A chest radiograph was obtained in 23 patients (96%) on ICU admission, and all the radiographs showed bilateral pulmonary opacities. No pleural effusions were seen. A computed tomographic (CT) scan of the chest was obtained in 5 patients (21%); four of the scans showed bilateral ground glass opacities, and one showed pulmonary nodules. Figure 1 provides representative images from a single patient, illustrating the rapid evolution of pulmonary opacities and the diffuse findings. A video showing the CT cross-sectional images of the chest is available at NEJM.org.
Figure 1
Chest Radiographs and CT Images of a 55-Year-Old Patient with SARS-CoV-2.
An initial radiograph (anteroposterior view) of the chest at admission (Panel A) shows hazy opacities in the upper and mid lung zones. Another chest radiograph obtained approximately 24 hours after the initial presentation (Panel B) shows worsening multifocal air-space opacities. Axial CT images (Panels C and D) and coronal reformats (Panel E) obtained within 2 hours after the chest radiograph in Panel B show extensive ground glass opacities and occasional foci of consolidation.
Microbiologic Results
The performance of the local UW assay was similar to that of the CDC assay in comparison diagnostic testing. All patients had Covid-19 confirmed by an RT-PCR assay of a nasal swab.
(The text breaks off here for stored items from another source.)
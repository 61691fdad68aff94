use crate::companion::BrowserFactory;
use crate::config::{ConfigStore, CONFIG_FILE};
use crate::dialogs::RfdDialogs;
use crate::model::{LauncherEvent, Operation, Response};
use crate::orchestrator::{Launcher, LauncherClient};
use anyhow::{bail, Context, Result};
use clap::Parser;
use std::io::Write;
use std::path::PathBuf;
use std::sync::Arc;
use tokio::sync::mpsc;

/// Output routing for the stdout/stderr writer.
enum OutputChunk {
    /// Written verbatim, no newline added.
    Stdout(String),
    Stderr(String),
}

/// Spawn a blocking writer for stdout/stderr to avoid blocking async tasks.
fn spawn_output_writer() -> (
    mpsc::UnboundedSender<OutputChunk>,
    tokio::task::JoinHandle<()>,
) {
    let (tx, mut rx) = mpsc::unbounded_channel::<OutputChunk>();
    let handle = tokio::task::spawn_blocking(move || {
        let stdout = std::io::stdout();
        let stderr = std::io::stderr();
        let mut out = stdout.lock();
        let mut err = std::io::LineWriter::new(stderr.lock());

        while let Some(chunk) = rx.blocking_recv() {
            match chunk {
                OutputChunk::Stdout(data) => {
                    // Progress bars redraw with '\r' and no newline.
                    let _ = out.write_all(data.as_bytes());
                    let _ = out.flush();
                }
                OutputChunk::Stderr(msg) => {
                    let _ = writeln!(err, "{}", msg);
                }
            }
        }

        let _ = out.flush();
        let _ = err.flush();
    });
    (tx, handle)
}

#[derive(Debug, Parser, Clone)]
#[command(
    name = "comfy-launcher",
    version,
    about = "Launcher and supervisor for a local ComfyUI server"
)]
pub struct Cli {
    /// Launcher configuration file
    #[arg(long, default_value = CONFIG_FILE)]
    pub config: PathBuf,

    /// Run the server without the control panel, streaming its output to stdout
    #[arg(long)]
    pub headless: bool,

    /// Install the server's Python requirements and exit
    #[arg(long, conflicts_with_all = ["headless", "validate"])]
    pub install: bool,

    /// Check an installation folder, print the result as JSON and exit
    #[arg(long, value_name = "PATH", conflicts_with = "headless")]
    pub validate: Option<PathBuf>,

    /// Start ComfyUI as soon as the control panel opens
    #[arg(long)]
    pub start_on_launch: bool,
}

impl Cli {
    /// Whether this invocation opens the interactive control panel.
    pub fn is_interactive(&self) -> bool {
        cfg!(feature = "tui") && !self.headless && !self.install && self.validate.is_none()
    }
}

pub async fn run(args: Cli) -> Result<()> {
    if let Some(path) = args.validate.as_deref() {
        let validation = crate::paths::validate(path);
        println!("{}", serde_json::to_string_pretty(&validation)?);
        return Ok(());
    }
    if args.install {
        return run_install(args).await;
    }
    if !args.headless {
        #[cfg(feature = "tui")]
        {
            return crate::tui::run(args).await;
        }
    }
    run_headless(args).await
}

/// Wire the controller to the native dialogs and the browser companion.
pub(crate) fn build_launcher(
    args: &Cli,
    notify_tx: mpsc::UnboundedSender<LauncherEvent>,
) -> Launcher {
    Launcher::new(
        ConfigStore::new(&args.config),
        Arc::new(RfdDialogs),
        Box::new(BrowserFactory::default()),
        notify_tx,
    )
}

async fn run_headless(args: Cli) -> Result<()> {
    let cfg = ConfigStore::new(&args.config).load();
    let (notify_tx, mut notify_rx) = mpsc::unbounded_channel();
    let launcher = build_launcher(&args, notify_tx);
    let (client, controller) = LauncherClient::spawn(launcher);
    let (out_tx, out_handle) = spawn_output_writer();

    match client
        .call(Operation::StartComfyui(Box::new(cfg)))
        .await?
    {
        Response::Started(reply) => {
            let _ = out_tx.send(OutputChunk::Stderr(format!(
                "ComfyUI started (pid {})",
                reply.pid
            )));
        }
        Response::Failure(f) => {
            client.shutdown();
            let _ = controller.await;
            bail!(f.error);
        }
        other => bail!("unexpected start reply: {other:?}"),
    }

    let mut exit_code = None;
    let mut stopping = false;
    loop {
        tokio::select! {
            ev = notify_rx.recv() => match ev {
                Some(LauncherEvent::Output(chunk)) => {
                    let _ = out_tx.send(OutputChunk::Stdout(chunk));
                }
                Some(LauncherEvent::Exit(code)) => exit_code = code,
                Some(LauncherEvent::Stopped) | None => break,
                Some(other) => tracing::debug!(channel = other.channel(), "notification"),
            },
            _ = tokio::signal::ctrl_c(), if !stopping => {
                stopping = true;
                let _ = out_tx.send(OutputChunk::Stderr("Stopping ComfyUI...".into()));
                client.call(Operation::StopComfyui).await?;
            }
        }
    }

    client.shutdown();
    controller.await.context("launcher controller panicked")?;
    drop(out_tx);
    let _ = out_handle.await;

    match exit_code {
        Some(code) if code != 0 && !stopping => bail!("ComfyUI exited with code {code}"),
        _ => Ok(()),
    }
}

async fn run_install(args: Cli) -> Result<()> {
    let cfg = ConfigStore::new(&args.config).load();
    let (notify_tx, mut notify_rx) = mpsc::unbounded_channel();
    let launcher = build_launcher(&args, notify_tx);
    let (client, controller) = LauncherClient::spawn(launcher);
    let (out_tx, out_handle) = spawn_output_writer();

    let call = client.call(Operation::InstallDependencies(Box::new(cfg)));
    tokio::pin!(call);
    let response = loop {
        tokio::select! {
            res = &mut call => break res?,
            Some(ev) = notify_rx.recv() => {
                if let LauncherEvent::InstallOutput(chunk) = ev {
                    let _ = out_tx.send(OutputChunk::Stdout(chunk));
                }
            }
        }
    };
    // Chunks sent before the reply may still be queued.
    while let Ok(ev) = notify_rx.try_recv() {
        if let LauncherEvent::InstallOutput(chunk) = ev {
            let _ = out_tx.send(OutputChunk::Stdout(chunk));
        }
    }

    client.shutdown();
    let _ = controller.await;
    drop(out_tx);
    let _ = out_handle.await;

    match response {
        Response::Installed(_) => Ok(()),
        Response::Failure(f) => bail!(f.error),
        other => bail!("unexpected install reply: {other:?}"),
    }
}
The UW assay returned one inconclusive result that was later confirmed as positive by the Washington State Public Health Laboratory.
Of the patients with laboratory-confirmed Covid-19, nearly all (23 patients [96%]) also had nasopharyngeal swabs sent to test for influenza and respiratory syncytial virus, and 21 patients (88%) had an extended-spectrum respiratory viral panel. None of the patients had a coinfection with another virus (see Table S1 in the Supplementary Appendix). Sputum samples from 15 patients were sent for bacterial culture, and all were negative for bacterial growth; blood samples from 20 patients were sent, and all remained negative. Bronchoscopy was performed in 4 patients. Two patients had bronchoscopy performed before diagnosis of Covid-19; bacterial and viral RT-PCR results were negative for other respiratory viruses. Two subjects had bronchoscopy performed late in the hospitalization for mucous plugging, without additional cultures.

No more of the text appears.